What to produce> The answer must be a bare number: the count of lines below that contain "AvroValue".
[Given data — start]
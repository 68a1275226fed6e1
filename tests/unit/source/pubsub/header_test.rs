// Change event header decoding tests

use crate::fixtures::ACCOUNT_SCHEMA;
use cdcstream::error::CdcStreamError;
use cdcstream::models::{ChangeType, Payload, TopicSchema};
use cdcstream::source::pubsub::header::decode_header;
use serde_json::json;

#[cfg(test)]
mod header_tests {
    use super::*;

    fn header_record() -> Payload {
        let value = json!({
            "entityName": "Account",
            "recordIds": ["001xx000003DGb2AAG", "001xx000003DGb3AAG"],
            "changeType": "UPDATE",
            "changeOrigin": "",
            "transactionKey": "0002a1b3",
            "sequenceNumber": 2,
            "commitTimestamp": 1_700_000_000_000i64,
            "commitNumber": 99,
            "commitUser": "005xx000001X8Uz",
            "nulledFields": ["Industry"],
            "diffFields": [],
            "changedFields": ["0x02", "2-01"]
        });
        match value {
            serde_json::Value::Object(map) => map,
            _ => unreachable!(),
        }
    }

    #[test]
    fn test_decodes_all_fields() {
        let schema = TopicSchema::parse(ACCOUNT_SCHEMA).unwrap();
        let header = decode_header(&schema, &header_record()).unwrap();

        assert_eq!(header.entity_name, "Account");
        assert_eq!(header.record_ids.len(), 2);
        assert_eq!(header.change_type, ChangeType::Update);
        assert_eq!(header.sequence_number, 2);
        assert_eq!(header.commit_number, 99);
        assert_eq!(header.nulled_fields, vec!["Industry"]);
        assert!(header.diff_fields.is_empty());
        assert_eq!(
            header.changed_fields,
            vec!["Name", "BillingAddress.Street"]
        );
        assert_eq!(
            header.commit_time().unwrap().timestamp(),
            1_700_000_000
        );
    }

    #[test]
    fn test_unknown_change_type() {
        let schema = TopicSchema::parse(ACCOUNT_SCHEMA).unwrap();
        let mut record = header_record();
        record.insert("changeType".to_string(), json!("SNAPSHOT"));

        assert!(matches!(
            decode_header(&schema, &record),
            Err(CdcStreamError::UnknownChangeType(_))
        ));
    }

    #[test]
    fn test_missing_or_mistyped_field() {
        let schema = TopicSchema::parse(ACCOUNT_SCHEMA).unwrap();

        let mut record = header_record();
        record.remove("commitUser");
        assert!(matches!(
            decode_header(&schema, &record),
            Err(CdcStreamError::PayloadDecode(_))
        ));

        let mut record = header_record();
        record.insert("recordIds".to_string(), json!("001xx000003DGb2AAG"));
        assert!(matches!(
            decode_header(&schema, &record),
            Err(CdcStreamError::PayloadDecode(_))
        ));

        let mut record = header_record();
        record.insert("sequenceNumber".to_string(), json!(i64::MAX));
        assert!(matches!(
            decode_header(&schema, &record),
            Err(CdcStreamError::PayloadDecode(_))
        ));
    }
}
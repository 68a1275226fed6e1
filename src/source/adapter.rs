use crate::error::Result;
use crate::models::TopicSchema;
use async_trait::async_trait;
use bytes::Bytes;
use std::sync::Arc;

use super::pubsub::auth::SessionCredentials;

/// Server-side ceiling on events requested per fetch
pub const DEFAULT_MAX_IN_FLIGHT: u32 = 100;

/// One event as delivered on the wire
#[derive(Debug, Clone, PartialEq, Default)]
pub struct RawEvent {
    /// Server-assigned event id, may be empty
    pub id: String,
    pub schema_id: String,
    /// Big-endian replay token
    pub replay_id: Bytes,
    /// Avro binary payload
    pub payload: Bytes,
}

/// A batch of events in server delivery order
#[derive(Debug, Clone, PartialEq, Default)]
pub struct FetchBatch {
    pub events: Vec<RawEvent>,
    pub latest_replay_id: Option<Bytes>,
    /// Events the server still owes on outstanding requests
    pub pending_num_requested: Option<u32>,
    pub rpc_id: String,
}

impl FetchBatch {
    pub fn new(events: Vec<RawEvent>) -> Self {
        Self {
            events,
            ..Default::default()
        }
    }

    /// Empty batches keep the stream alive and carry no events
    pub fn is_keepalive(&self) -> bool {
        self.events.is_empty()
    }
}

/// Demand sent to the server
#[derive(Debug, Clone, PartialEq, Eq)]
pub struct FetchRequest {
    pub topic_name: String,
    pub num_requested: u32,
}

/// An open server-streamed subscription
#[async_trait]
pub trait FetchStream: Send {
    /// Resolves once the stream accepts demand
    async fn ready(&mut self) -> Result<()>;

    async fn send_demand(&mut self, request: FetchRequest) -> Result<()>;

    /// Next batch in delivery order; `None` once the server ends the stream
    async fn next_batch(&mut self) -> Option<Result<FetchBatch>>;

    /// Close the stream. Closing an already closed stream is a no-op.
    async fn close(&mut self) -> Result<()>;
}

/// The streaming RPC surface the subscription runs against
#[async_trait]
pub trait StreamingTransport: Send + Sync {
    /// Avro JSON schema of the events published on `topic`
    async fn topic_schema(&self, topic: &str) -> Result<String>;

    async fn open(&self, topic: &str, schema: &TopicSchema) -> Result<Box<dyn FetchStream>>;

    /// Largest number of events that may be requested but undelivered
    fn max_in_flight(&self) -> u32 {
        DEFAULT_MAX_IN_FLIGHT
    }

    /// Release the underlying channel
    async fn shutdown(&self) -> Result<()> {
        Ok(())
    }
}

/// Establishes a transport to an endpoint with the given credentials
#[async_trait]
pub trait TransportConnector: Send + Sync {
    async fn connect(
        &self,
        endpoint: &str,
        credentials: &SessionCredentials,
    ) -> Result<Arc<dyn StreamingTransport>>;
}
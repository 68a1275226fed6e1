//! Field-order model of a topic's Avro schema.
//!
//! Only what bitmap expansion needs is kept: field names, their positions
//! and whether a field's effective type is a nested record.

use crate::error::{CdcStreamError, Result};
use serde_json::{Map, Value};
use std::collections::HashMap;
use std::sync::Arc;

/// A named field of a record, addressed by its position in the record
#[derive(Debug, Clone, PartialEq)]
pub struct SchemaField {
    pub name: String,
    /// 0-based position within the enclosing record, as declared
    pub position: usize,
    pub field_type: FieldType,
}

impl SchemaField {
    pub fn new(name: impl Into<String>, position: usize, field_type: FieldType) -> Self {
        Self {
            name: name.into(),
            position,
            field_type,
        }
    }
}

#[derive(Debug, Clone, PartialEq)]
pub enum FieldType {
    /// Any non-record type (`string`, `long`, `enum`, `array`, ...)
    Primitive(String),
    /// `[null, T]`
    Optional(Box<FieldType>),
    Record {
        name: String,
        fields: Vec<SchemaField>,
    },
    /// A union shape with no normalization rule; opaque for bitmap purposes
    Union(Vec<FieldType>),
}

impl FieldType {
    pub fn primitive(name: impl Into<String>) -> Self {
        FieldType::Primitive(name.into())
    }

    pub fn optional(inner: FieldType) -> Self {
        FieldType::Optional(Box::new(inner))
    }

    pub fn record(name: impl Into<String>, fields: Vec<SchemaField>) -> Self {
        FieldType::Record {
            name: name.into(),
            fields,
        }
    }

    /// The type left once optional wrapping is removed
    pub fn effective(&self) -> &FieldType {
        match self {
            FieldType::Optional(inner) => inner.effective(),
            other => other,
        }
    }

    /// Child fields when the effective type is a record
    pub fn record_fields(&self) -> Option<&[SchemaField]> {
        match self.effective() {
            FieldType::Record { fields, .. } => Some(fields),
            _ => None,
        }
    }

    fn is_null(&self) -> bool {
        matches!(self, FieldType::Primitive(name) if name == "null")
    }

    fn is_string(&self) -> bool {
        matches!(self, FieldType::Primitive(name) if name == "string")
    }
}

/// The top-level record of a topic schema. Immutable once built.
#[derive(Debug, Clone, PartialEq)]
pub struct TopicSchema {
    name: String,
    fields: Vec<SchemaField>,
    schema_json: Option<Arc<str>>,
}

impl TopicSchema {
    pub fn new(name: impl Into<String>, fields: Vec<SchemaField>) -> Self {
        Self {
            name: name.into(),
            fields,
            schema_json: None,
        }
    }

    /// Build the field-order tree from an Avro JSON schema document
    pub fn parse(schema_json: &str) -> Result<Self> {
        let value: Value = serde_json::from_str(schema_json)?;
        let mut parser = SchemaParser::default();
        match parser.parse_type(&value, None)? {
            FieldType::Record { name, fields } => Ok(Self {
                name,
                fields,
                schema_json: Some(Arc::from(schema_json)),
            }),
            other => Err(CdcStreamError::SchemaResolution(format!(
                "Topic schema must be a record, got {:?}",
                other
            ))),
        }
    }

    pub fn name(&self) -> &str {
        &self.name
    }

    pub fn fields(&self) -> &[SchemaField] {
        &self.fields
    }

    pub fn field(&self, position: usize) -> Option<&SchemaField> {
        self.fields.get(position)
    }

    pub fn field_by_name(&self, name: &str) -> Option<&SchemaField> {
        self.fields.iter().find(|f| f.name == name)
    }

    /// The JSON text this schema was parsed from, if any
    pub fn schema_json(&self) -> Option<&str> {
        self.schema_json.as_deref()
    }
}

/// Walks an Avro JSON schema, tracking named records so later references
/// can be inlined.
#[derive(Default)]
struct SchemaParser {
    named: HashMap<String, FieldType>,
}

impl SchemaParser {
    fn parse_type(&mut self, value: &Value, namespace: Option<&str>) -> Result<FieldType> {
        match value {
            Value::String(name) => self.parse_named_or_primitive(name, namespace),
            Value::Array(branches) => {
                let branches = branches
                    .iter()
                    .map(|b| self.parse_type(b, namespace))
                    .collect::<Result<Vec<_>>>()?;
                Ok(normalize_union(branches))
            }
            Value::Object(object) => self.parse_complex(object, namespace),
            other => Err(CdcStreamError::SchemaResolution(format!(
                "Unsupported schema node: {}",
                other
            ))),
        }
    }

    fn parse_named_or_primitive(&self, name: &str, namespace: Option<&str>) -> Result<FieldType> {
        if is_primitive(name) {
            return Ok(FieldType::primitive(name));
        }
        let qualified = qualify(name, namespace);
        self.named
            .get(&qualified)
            .or_else(|| self.named.get(name))
            .cloned()
            .ok_or_else(|| {
                CdcStreamError::SchemaResolution(format!("Unknown named type '{}'", name))
            })
    }

    fn parse_complex(&mut self, object: &Map<String, Value>, namespace: Option<&str>) -> Result<FieldType> {
        let type_value = object.get("type").ok_or_else(|| {
            CdcStreamError::SchemaResolution("Schema object without 'type'".to_string())
        })?;

        let type_name = match type_value {
            Value::String(name) => name.as_str(),
            // {"type": {...}} or {"type": [...]} wraps another schema
            nested => return self.parse_type(nested, namespace),
        };

        match type_name {
            "record" | "error" => self.parse_record(object, namespace),
            "enum" | "fixed" => {
                let name = required_str(object, "name")?;
                let own_namespace = object
                    .get("namespace")
                    .and_then(Value::as_str)
                    .or(namespace);
                let field_type = FieldType::primitive(type_name);
                self.register(name, own_namespace, field_type.clone());
                Ok(field_type)
            }
            "array" | "map" => {
                // Items are parsed so that named types declared inside get registered
                let inner_key = if type_name == "array" { "items" } else { "values" };
                if let Some(inner) = object.get(inner_key) {
                    self.parse_type(inner, namespace)?;
                }
                Ok(FieldType::primitive(type_name))
            }
            // Primitive with attributes, e.g. a logical type
            other => self.parse_named_or_primitive(other, namespace),
        }
    }

    fn parse_record(&mut self, object: &Map<String, Value>, namespace: Option<&str>) -> Result<FieldType> {
        let name = required_str(object, "name")?;
        let own_namespace = object
            .get("namespace")
            .and_then(Value::as_str)
            .or(namespace)
            .map(str::to_string);

        let raw_fields = object
            .get("fields")
            .and_then(Value::as_array)
            .ok_or_else(|| {
                CdcStreamError::SchemaResolution(format!("Record '{}' has no field list", name))
            })?;

        let mut fields = Vec::with_capacity(raw_fields.len());
        for (position, raw_field) in raw_fields.iter().enumerate() {
            let raw_field = raw_field.as_object().ok_or_else(|| {
                CdcStreamError::SchemaResolution(format!(
                    "Field {} of record '{}' is not an object",
                    position, name
                ))
            })?;
            let field_name = required_str(raw_field, "name")?;
            let field_schema = raw_field.get("type").ok_or_else(|| {
                CdcStreamError::SchemaResolution(format!(
                    "Field '{}' of record '{}' has no type",
                    field_name, name
                ))
            })?;
            let field_type = self.parse_type(field_schema, own_namespace.as_deref())?;
            fields.push(SchemaField::new(field_name, position, field_type));
        }

        let record = FieldType::record(name, fields);
        self.register(name, own_namespace.as_deref(), record.clone());
        Ok(record)
    }

    fn register(&mut self, name: &str, namespace: Option<&str>, field_type: FieldType) {
        let qualified = qualify(name, namespace);
        if qualified != name {
            self.named.insert(name.to_string(), field_type.clone());
        }
        self.named.insert(qualified, field_type);
    }
}

/// Union normalization. Only these three shapes unwrap; everything else
/// stays an opaque union.
fn normalize_union(mut branches: Vec<FieldType>) -> FieldType {
    match branches.len() {
        2 if branches[0].is_null() => FieldType::optional(branches.remove(1)),
        // legacy "switchable" encoding with no null branch
        2 if branches[0].is_string() => branches.remove(1),
        3 if branches[0].is_null() && branches[1].is_string() => branches.remove(2),
        _ => FieldType::Union(branches),
    }
}

fn is_primitive(name: &str) -> bool {
    matches!(
        name,
        "null" | "boolean" | "int" | "long" | "float" | "double" | "bytes" | "string"
    )
}

fn qualify(name: &str, namespace: Option<&str>) -> String {
    match namespace {
        Some(ns) if !name.contains('.') && !ns.is_empty() => format!("{}.{}", ns, name),
        _ => name.to_string(),
    }
}

fn required_str<'a>(object: &'a Map<String, Value>, key: &str) -> Result<&'a str> {
    object.get(key).and_then(Value::as_str).ok_or_else(|| {
        CdcStreamError::SchemaResolution(format!("Schema object is missing '{}'", key))
    })
}
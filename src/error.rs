pub mod retry;

use thiserror::Error;

#[derive(Error, Debug)]
pub enum CdcStreamError {
    #[error("Configuration error: {0}")]
    Config(String),

    #[error("Validation error: {0}")]
    Validation(String),

    #[error("IO error: {0}")]
    Io(#[from] std::io::Error),

    #[error("Serialization error: {0}")]
    Serialization(#[from] serde_json::Error),

    #[error("YAML parsing error: {0}")]
    Yaml(#[from] serde_yaml::Error),

    #[error("Authentication error: {0}")]
    Authentication(String),

    /// A union shape or field reference could not be resolved against the schema
    #[error("Schema resolution error: {0}")]
    SchemaResolution(String),

    /// Malformed hex in a field bitmap
    #[error("Bitmap format error: {0}")]
    BitmapFormat(String),

    #[error("Unknown change type: {0}")]
    UnknownChangeType(String),

    #[error("Replay token format error: expected 8 bytes, got {0}")]
    ReplayTokenFormat(usize),

    #[error("Payload decode error: {0}")]
    PayloadDecode(String),

    #[error("Transport error: {0}")]
    Transport(String),

    /// A wire item failed to decode; `item` identifies it within its batch
    #[error("Failed to decode event {item}: {source}")]
    Decode {
        item: String,
        #[source]
        source: Box<CdcStreamError>,
    },

    #[error("Channel send error")]
    ChannelSend,

    #[error("Channel receive error")]
    ChannelReceive,
}

impl CdcStreamError {
    /// Short, stable label used for metrics
    pub fn kind(&self) -> &'static str {
        match self {
            CdcStreamError::Config(_) => "config",
            CdcStreamError::Validation(_) => "validation",
            CdcStreamError::Io(_) => "io",
            CdcStreamError::Serialization(_) => "serialization",
            CdcStreamError::Yaml(_) => "yaml",
            CdcStreamError::Authentication(_) => "authentication",
            CdcStreamError::SchemaResolution(_) => "schema_resolution",
            CdcStreamError::BitmapFormat(_) => "bitmap_format",
            CdcStreamError::UnknownChangeType(_) => "unknown_change_type",
            CdcStreamError::ReplayTokenFormat(_) => "replay_token_format",
            CdcStreamError::PayloadDecode(_) => "payload_decode",
            CdcStreamError::Transport(_) => "transport",
            CdcStreamError::Decode { source, .. } => source.kind(),
            CdcStreamError::ChannelSend => "channel_send",
            CdcStreamError::ChannelReceive => "channel_receive",
        }
    }

    /// Whether this error was raised while decoding a single event
    pub fn is_decode_error(&self) -> bool {
        matches!(
            self,
            CdcStreamError::Decode { .. }
                | CdcStreamError::SchemaResolution(_)
                | CdcStreamError::BitmapFormat(_)
                | CdcStreamError::UnknownChangeType(_)
                | CdcStreamError::ReplayTokenFormat(_)
                | CdcStreamError::PayloadDecode(_)
        )
    }
}

pub type Result<T> = std::result::Result<T, CdcStreamError>;
pub mod adapter;
pub mod pubsub;

pub use adapter::*;
//! Schema-driven payload decoding into a field map.

use crate::error::{CdcStreamError, Result};
use crate::models::Payload;
use apache_avro::types::Value as AvroValue;
use apache_avro::Schema;
use serde_json::{Map, Value};

/// Turns raw payload bytes into a field-name to value map
pub trait PayloadDecoder: Send + Sync {
    fn decode(&self, payload: &[u8]) -> Result<Payload>;
}

/// Decodes single Avro binary datums (no container header) written with the
/// topic schema
pub struct AvroPayloadDecoder {
    schema: Schema,
}

impl AvroPayloadDecoder {
    pub fn new(schema_json: &str) -> Result<Self> {
        let schema = Schema::parse_str(schema_json)
            .map_err(|e| CdcStreamError::PayloadDecode(format!("Invalid Avro schema: {}", e)))?;
        Ok(Self { schema })
    }

    pub fn schema(&self) -> &Schema {
        &self.schema
    }
}

impl PayloadDecoder for AvroPayloadDecoder {
    fn decode(&self, payload: &[u8]) -> Result<Payload> {
        let mut reader = payload;
        let value = apache_avro::from_avro_datum(&self.schema, &mut reader, None)
            .map_err(|e| CdcStreamError::PayloadDecode(e.to_string()))?;

        match avro_to_json(value)? {
            Value::Object(fields) => Ok(fields),
            other => Err(CdcStreamError::PayloadDecode(format!(
                "Payload is not a record: {}",
                other
            ))),
        }
    }
}

/// Convert a generic Avro value to JSON, unwrapping unions
pub fn avro_to_json(value: AvroValue) -> Result<Value> {
    Ok(match value {
        AvroValue::Null => Value::Null,
        AvroValue::Boolean(b) => Value::Bool(b),
        AvroValue::Int(n) => Value::from(n),
        AvroValue::Long(n) => Value::from(n),
        AvroValue::String(s) => Value::String(s),
        AvroValue::Enum(_, symbol) => Value::String(symbol),
        AvroValue::Union(_, inner) => avro_to_json(*inner)?,
        AvroValue::Array(items) => Value::Array(
            items
                .into_iter()
                .map(avro_to_json)
                .collect::<Result<Vec<_>>>()?,
        ),
        AvroValue::Map(entries) => {
            let mut object = Map::with_capacity(entries.len());
            for (key, value) in entries {
                object.insert(key, avro_to_json(value)?);
            }
            Value::Object(object)
        }
        AvroValue::Record(fields) => {
            let mut object = Map::with_capacity(fields.len());
            for (name, value) in fields {
                object.insert(name, avro_to_json(value)?);
            }
            Value::Object(object)
        }
        other => Value::try_from(other)
            .map_err(|e| CdcStreamError::PayloadDecode(format!("Unsupported value: {}", e)))?,
    })
}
[Given data — finish]
Exercise response> 12